Beacon of Truth in a Country of Drowning Lies.
Anonymous
There is a genocide in Gaza. Again — genocide. This is not an exaggeration. This is not a question to be resolved in a "debate" or sterile panel discussion presided over by people who benefit from neutrality. We are witnessing live, in motion, explicit destruction and deliberate exodus of a people, and rather than deal with it our institutions are choosing to arrest students who are courageous enough to bear witness and tell the truth. Columbia University — a supposed bastion of intellectualism — hosted students entering Butler Library not to vandalize, but to dissent. Not to incite violence, but to name it. And in doing so they were met not with conversation or reason, but with riot gear and handcuffs. Their "punishment?" Suspension, exclusion, humiliation — the full measure of a university that is exquisitely too cowardly to take a stand, and too anxious to be caught up in political pressure. Let’s name the source of that pressure: the Trump Administration. In the push to demonize Palestinians, glorify Israel’s military complex, and equate all forms of solidarity as antisemitism, these circumstances have nothing to do with safety.
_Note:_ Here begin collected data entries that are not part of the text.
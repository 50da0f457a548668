//! Per-request cookie jar.
//!
//! The cookie middleware fills the jar with the decrypted inbound cookies and
//! inserts it into the request extensions. Handlers read from it and queue
//! outbound cookies; the middleware drains the queue onto the response.

use std::collections::BTreeMap;
use std::convert::Infallible;
use std::sync::{Arc, Mutex};

use axum::extract::FromRequestParts;
use axum::http::request::Parts;
use cookie::Cookie;

/// An outbound cookie and whether it should be encrypted before sending.
#[derive(Debug, Clone, PartialEq)]
pub struct QueuedCookie {
    pub cookie: Cookie<'static>,
    pub encrypt: bool,
}

#[derive(Debug, Default)]
struct JarState {
    inbound: BTreeMap<String, String>,
    queued: Vec<QueuedCookie>,
}

/// Shared handle to the request's cookies.
#[derive(Debug, Clone, Default)]
pub struct CookieJar {
    state: Arc<Mutex<JarState>>,
}

impl CookieJar {
    pub fn new() -> Self {
        Self::default()
    }

    /// Build a jar from already decoded inbound `(name, value)` pairs.
    pub fn with_inbound<I, N, V>(cookies: I) -> Self
    where
        I: IntoIterator<Item = (N, V)>,
        N: Into<String>,
        V: Into<String>,
    {
        let inbound = cookies
            .into_iter()
            .map(|(name, value)| (name.into(), value.into()))
            .collect();
        Self {
            state: Arc::new(Mutex::new(JarState {
                inbound,
                queued: Vec::new(),
            })),
        }
    }

    /// Current value of `name`: the latest queued cookie wins over the inbound one.
    pub fn get(&self, name: &str) -> Option<String> {
        let state = self.state.lock().expect("cookie jar mutex poisoned");
        if let Some(queued) = state.queued.iter().rev().find(|q| q.cookie.name() == name) {
            // Removal cookies carry a zero max-age.
            if queued.cookie.max_age().is_some_and(|age| age.is_zero()) {
                return None;
            }
            return Some(queued.cookie.value().to_string());
        }
        state.inbound.get(name).cloned()
    }

    /// All inbound cookies that survived decoding.
    pub fn inbound(&self) -> Vec<(String, String)> {
        let state = self.state.lock().expect("cookie jar mutex poisoned");
        state
            .inbound
            .iter()
            .map(|(k, v)| (k.clone(), v.clone()))
            .collect()
    }

    /// Queue a cookie to be encrypted and sent with the response.
    pub fn add(&self, cookie: Cookie<'static>) {
        self.queue(QueuedCookie {
            cookie,
            encrypt: true,
        });
    }

    /// Queue a cookie to be sent as-is.
    pub fn add_unencrypted(&self, cookie: Cookie<'static>) {
        self.queue(QueuedCookie {
            cookie,
            encrypt: false,
        });
    }

    /// Forget the inbound value and queue a cookie that expires it on the client.
    pub fn remove(&self, name: &str) {
        let mut removal = Cookie::build((name.to_string(), String::new()))
            .path("/")
            .build();
        removal.make_removal();

        let mut state = self.state.lock().expect("cookie jar mutex poisoned");
        state.inbound.remove(name);
        state.queued.retain(|q| q.cookie.name() != name);
        state.queued.push(QueuedCookie {
            cookie: removal,
            encrypt: false,
        });
    }

    /// Treat an inbound cookie as absent without touching the client.
    pub fn discard(&self, name: &str) {
        let mut state = self.state.lock().expect("cookie jar mutex poisoned");
        state.inbound.remove(name);
    }

    /// Take every queued cookie, leaving the queue empty.
    pub fn drain_queued(&self) -> Vec<QueuedCookie> {
        let mut state = self.state.lock().expect("cookie jar mutex poisoned");
        std::mem::take(&mut state.queued)
    }

    fn queue(&self, queued: QueuedCookie) {
        let mut state = self.state.lock().expect("cookie jar mutex poisoned");
        state.queued.retain(|q| q.cookie.name() != queued.cookie.name());
        state.queued.push(queued);
    }
}

impl<S> FromRequestParts<S> for CookieJar
where
    S: Send + Sync,
{
    type Rejection = Infallible;

    async fn from_request_parts(parts: &mut Parts, _state: &S) -> Result<Self, Self::Rejection> {
        Ok(parts.extensions.get::<CookieJar>().cloned().unwrap_or_default())
    }
}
This is about control. This is about keeping Americans ignorant, distracted, and complicit in crimes we pretend are not ours.
These students are not radicals. They are reminders. Reminders that our silence is betrayal. Reminders that activism is not terrorism. Reminders that there is no way to bomb your way to peace or censor your way to justice. They protested because no one else would, and in doing so, they shamed a university that forgot its own legacy of protest and dissent. And what was the protest for? For chanting "Free Palestine"? For demanding divesture from corporations profiting from war crimes? For having the audacity to care about human life on the wrong side of a border?
Politicians tell us that free speech is a pillar of democracy. Yet when students access democratic freedom to challenge genocide in the streets, they are criminalized. Why? Because it is inconvenient. Because it forces a reckoning. Because it takes away the carefully curated illusion of the United States as neutral observer in the ongoing conflict. Here is the reality: America subsidizes Israel's apartheid. Our taxes pay for the missiles that turn hospitals into debris. Our taxes bury children under concrete. And when youth - the future - publicly tell this truth, we shut them down. We accuse them, we surveil them, we arrest them. There is a reason history does not reward silencers. History rewards the courageous. The lunch counter sit-ins. The Vietnam War protests. The anti-apartheid movements.
Columbia has seen moments like this before, and if its administrators had even an ounce of integrity, they would recognize this moment for what it is - a moral crossroads. So let them protest. Let them disrupt. Let them scream until their voices crack. Because the alternative is worse; a campus - and a nation - that no longer questions authority, no longer cries for the dead, and no longer imagines justice being possible.
If we shut down dissent, we are not protecting safety. We are protecting power. And if the cost of comfort is complicity in genocide, then these students are right to set the whole damn table on fire.
This is not just their fight. It’s all of ours.